There is a large paid car park right next to Toscolano’s paper-making factory (you see now the need for the historic note above). Just make sure that you don’t park in a spot reserved for the local residents. There are signs explaining the different types of spots, so look out for them. From there, you need to walk across a tiny olive grove that grows right next to the Roman villa (which is open for visits every weekend). At the end of the grove, there is a small steep staircase that takes you down to Bau Beach Toscolano.
There is a bar-cum-restaurant at one end of the beach in case you haven’t brought drinks and snacks with you. The beach is predominantly pebbly, although there is a small grass area right next to the ruins of the Roman villa.
You are welcome to sun yourself here even if you don’t have a dog. In fact, unfortunately, we don’t have a dog and we came across Bau Beach Toscolano by pure chance. We were returning from Riva del Garda and got caught in the Sunday traffic. After spending an hour slowly, slowly crawling down the road, we stopped at Toscolano and spent a couple of hours at its Bau Beach waiting for the traffic jam to ease while swimming in the lake waters.
We got to pet several dogs and it was such a friendly, relaxed beach with such gorgeous views that we have made return trips to Bau Beach Toscolano since.
Where exactly it is: Click on this link to see Bau Beach Toscolano on Google Maps.
Lake Garda is Italy’s largest lake and a great destination to head to in summer if you love to go to the beach.
Dozens of beaches line up the shores of Lake Garda.

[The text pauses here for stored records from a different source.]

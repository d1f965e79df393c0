// =============================================================================
// Service Configuration - JSON file plus environment overrides
// =============================================================================
//
// Every field carries a serde default so that a partial (or empty) config
// file is always valid. Environment variables win over the file:
//
//   NEXUS_CONFIG            path of the JSON file (default nexus_config.json)
//   NEXUS_BIND_ADDR         listen address
//   NEXUS_BINANCE_BASE_URL  market-data endpoint
// =============================================================================

use std::path::Path;
use std::time::Duration;

use anyhow::{Context, Result};
use serde::{Deserialize, Serialize};
use tracing::{info, warn};

use crate::market_data::KlineInterval;

pub const DEFAULT_CONFIG_PATH: &str = "nexus_config.json";
pub const CONFIG_PATH_ENV: &str = "NEXUS_CONFIG";
pub const BIND_ADDR_ENV: &str = "NEXUS_BIND_ADDR";
pub const BINANCE_BASE_URL_ENV: &str = "NEXUS_BINANCE_BASE_URL";

// =============================================================================
// Default-value helpers (required by serde `default = "..."` attribute)
// =============================================================================

fn default_bind_addr() -> String {
    "0.0.0.0:3001".to_string()
}

fn default_binance_base_url() -> String {
    "https://api.binance.com".to_string()
}

fn default_request_timeout_secs() -> u64 {
    10
}

fn default_interval() -> KlineInterval {
    KlineInterval::Day1
}

fn default_limit() -> usize {
    500
}

fn default_max_limit() -> usize {
    5000
}

fn default_page_delay_ms() -> u64 {
    100
}

// =============================================================================
// ServiceConfig
// =============================================================================

#[derive(Debug, Clone, PartialEq, Serialize, Deserialize)]
pub struct ServiceConfig {
    /// HTTP listen address.
    #[serde(default = "default_bind_addr")]
    pub bind_addr: String,

    #[serde(default = "default_binance_base_url")]
    pub binance_base_url: String,

    /// Per-request timeout towards the exchange.
    #[serde(default = "default_request_timeout_secs")]
    pub request_timeout_secs: u64,

    /// Interval used when a request does not name one.
    #[serde(default = "default_interval")]
    pub default_interval: KlineInterval,

    /// Bars fetched when a request does not name a limit.
    #[serde(default = "default_limit")]
    pub default_limit: usize,

    /// Upper bound on a requested limit (several exchange pages).
    #[serde(default = "default_max_limit")]
    pub max_limit: usize,

    /// Pause between consecutive kline pages.
    #[serde(default = "default_page_delay_ms")]
    pub page_delay_ms: u64,
}

impl Default for ServiceConfig {
    fn default() -> Self {
        Self {
            bind_addr: default_bind_addr(),
            binance_base_url: default_binance_base_url(),
            request_timeout_secs: default_request_timeout_secs(),
            default_interval: default_interval(),
            default_limit: default_limit(),
            max_limit: default_max_limit(),
            page_delay_ms: default_page_delay_ms(),
        }
    }
}

impl ServiceConfig {
    /// Load and validate a config file.
    pub fn load(path: impl AsRef<Path>) -> Result<Self> {
        let path = path.as_ref();

        let content = std::fs::read_to_string(path)
            .with_context(|| format!("failed to read service config from {}", path.display()))?;

        let config: Self = serde_json::from_str(&content)
            .with_context(|| format!("failed to parse service config from {}", path.display()))?;
        config.validate()?;

        info!(
            path = %path.display(),
            bind_addr = %config.bind_addr,
            default_interval = %config.default_interval,
            "service config loaded"
        );

        Ok(config)
    }

    /// Resolve the config for the running process: file named by
    /// `NEXUS_CONFIG` (or the default path), falling back to defaults with a
    /// warning, then environment overrides.
    pub fn from_env() -> Self {
        let path = std::env::var(CONFIG_PATH_ENV).unwrap_or_else(|_| DEFAULT_CONFIG_PATH.to_string());
        let mut config = match Self::load(&path) {
            Ok(config) => config,
            Err(e) => {
                warn!(path = %path, error = %format!("{e:#}"), "using default service config");
                Self::default()
            }
        };
        config.apply_overrides(|key| std::env::var(key).ok());
        config
    }

    /// Apply environment-style overrides from `lookup`. Empty values are
    /// ignored.
    pub fn apply_overrides(&mut self, lookup: impl Fn(&str) -> Option<String>) {
        let lookup = |key: &str| lookup(key).filter(|value| !value.trim().is_empty());

        if let Some(addr) = lookup(BIND_ADDR_ENV) {
            info!(bind_addr = %addr, "bind address overridden from environment");
            self.bind_addr = addr;
        }
        if let Some(url) = lookup(BINANCE_BASE_URL_ENV) {
            info!(binance_base_url = %url, "Binance base URL overridden from environment");
            self.binance_base_url = url;
        }
    }

    pub fn validate(&self) -> Result<()> {
        if self.max_limit == 0 {
            anyhow::bail!("max_limit must be positive");
        }
        if self.default_limit == 0 || self.default_limit > self.max_limit {
            anyhow::bail!(
                "default_limit {} must be within 1..={}",
                self.default_limit,
                self.max_limit
            );
        }
        if self.request_timeout_secs == 0 {
            anyhow::bail!("request_timeout_secs must be positive");
        }
        Ok(())
    }

    pub fn request_timeout(&self) -> Duration {
        Duration::from_secs(self.request_timeout_secs)
    }

    pub fn page_delay(&self) -> Duration {
        Duration::from_millis(self.page_delay_ms)
    }
}
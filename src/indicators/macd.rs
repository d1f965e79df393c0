// =============================================================================
// Moving Average Convergence Divergence (MACD)
// =============================================================================
//
//   MACD line   = EMA(fast) - EMA(slow)
//   Signal line = EMA(signal) of the MACD line
//   Histogram   = MACD line - signal line
//
// The MACD line exists from bar `slow - 1`; the signal EMA is seeded with the
// mean of the first `signal` MACD values, so the first full result belongs to
// bar `slow - 1 + signal - 1` (33 for 12/26/9).
// =============================================================================

use serde::Serialize;

use super::rolling::ema;
use super::{Indicator, IndicatorParams};
use crate::error::IndicatorError;
use crate::types::{Bias, Crossover, PriceSeries};

#[derive(Debug, Clone, Copy, PartialEq, Serialize)]
pub struct MacdResult {
    pub macd: f64,
    pub signal: f64,
    pub histogram: f64,
    /// Sign of the MACD line; NEUTRAL at exactly zero.
    pub trend: Bias,
    /// MACD line versus signal line since the previous bar. The first result
    /// has no predecessor and is always NONE.
    pub crossover: Crossover,
}

#[derive(Debug, Clone, PartialEq)]
pub struct Macd {
    pub fast: usize,
    pub slow: usize,
    pub signal: usize,
}

impl Default for Macd {
    fn default() -> Self {
        Self {
            fast: 12,
            slow: 26,
            signal: 9,
        }
    }
}

impl Macd {
    /// # Edge cases
    /// - `fast >= slow` => `InvalidParams`
    pub fn new(fast: usize, slow: usize, signal: usize) -> Result<Self, IndicatorError> {
        if fast == 0 || signal == 0 {
            return Err(IndicatorError::invalid_params("MACD periods must be positive"));
        }
        if fast >= slow {
            return Err(IndicatorError::invalid_params(format!(
                "MACD fast period ({fast}) must be below slow period ({slow})"
            )));
        }
        Ok(Self { fast, slow, signal })
    }

    pub fn from_params(params: &IndicatorParams) -> Result<Self, IndicatorError> {
        Self::new(
            params.period("fast", 12)?,
            params.period("slow", 26)?,
            params.period("signal", 9)?,
        )
    }
}

impl Indicator for Macd {
    type Output = MacdResult;

    fn name(&self) -> &'static str {
        "MACD"
    }

    fn warmup(&self) -> usize {
        self.slow.saturating_add(self.signal).saturating_sub(2)
    }

    fn compute(&self, series: &PriceSeries) -> Vec<MacdResult> {
        let closes = series.closes();
        let ema_fast = ema(&closes, self.fast);
        let ema_slow = ema(&closes, self.slow);
        if ema_slow.is_empty() || self.fast > self.slow {
            return Vec::new();
        }

        // Align EMA(fast) to EMA(slow): both index from their own warm-up.
        let shift = self.slow - self.fast;
        let macd_line: Vec<f64> = ema_slow
            .iter()
            .enumerate()
            .map(|(j, slow)| ema_fast[shift + j] - slow)
            .collect();

        let signal_line = ema(&macd_line, self.signal);
        let lead = self.signal - 1;

        let mut results: Vec<MacdResult> = Vec::with_capacity(signal_line.len());
        for (i, &signal) in signal_line.iter().enumerate() {
            let macd = macd_line[lead + i];
            let crossover = match results.last() {
                Some(prev) => Crossover::detect(prev.macd, prev.signal, macd, signal),
                None => Crossover::None,
            };
            results.push(MacdResult {
                macd,
                signal,
                histogram: macd - signal,
                trend: Bias::from_sign(macd),
                crossover,
            });
        }
        results
    }
}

In the above blog post, I recommend three of them to head to if you want to experience the best that this large lake has to offer in terms of beach life.
Each of the above beaches is right by a small lakeside town so it’s easy to get to by car and there are parking facilities nearby, too. If you are using public transport, then there are buses and ferries that can easily take you up and down and across the lake.
All of the three recommended beaches are also free to access and have at least one bar/restaurant nearby for drinks and snacks if you don’t bring provisions from home.
While there are other much more famous Lake Garda beaches, my three unmissable beaches above are great in their own right. Standing slightly off the beaten track, they also give you a chance for a more authentic Italian experience.
More Helpful Links for Things to Do around Lake Garda, Italy
- Lake Garda Beaches – 16 Top Tips for a Great Day at the Beach at Italy’s Largest Lake
- Best 12 Towns to Visit around Lago di Garda – Italy’s Largest Lake
- Lake Garda with Kids or The Best 11 Things to Do at Lake Garda for Families
- Best 8 Airports for Lake Garda or How to Reach Quickly by Plane Italy’s Largest Lake
- The Shortest River in Italy – Visiting the River Aril in Cassone at Lake Garda
- Lake Garda’s Tibetan Bridge – A High-Adrenaline Hiking Experience in the Veneto, Italy
- Rocca di Garda – Hiking to the Best Panoramic Spot of Lake Garda, Italy
- Campo di Brenzone – A Great Day Trip to a Medieval Village in the Hills Above Lake Garda, Italy
- Parco delle Cascate and Molina – A Great Day Out in the Province of Verona
- Sanctuary of Madonna della Corona – Visiting Italy’s Church Suspended Between Heaven and Earth
- 30 Days of Adventures in the Veneto, Italy – #30daysofadventures
- Top 15 Places to Visit in the Veneto, Italy – The Ultimate Guide
- 20 Best Things to Do and See in Verona, Italy in One Day – The Ultimate Itinerary with Photos and Tips
- Trentino, Italy – Castles, Hikes, and Alpacas – The Perfect 4-Day Itinerary (With or Without Kids)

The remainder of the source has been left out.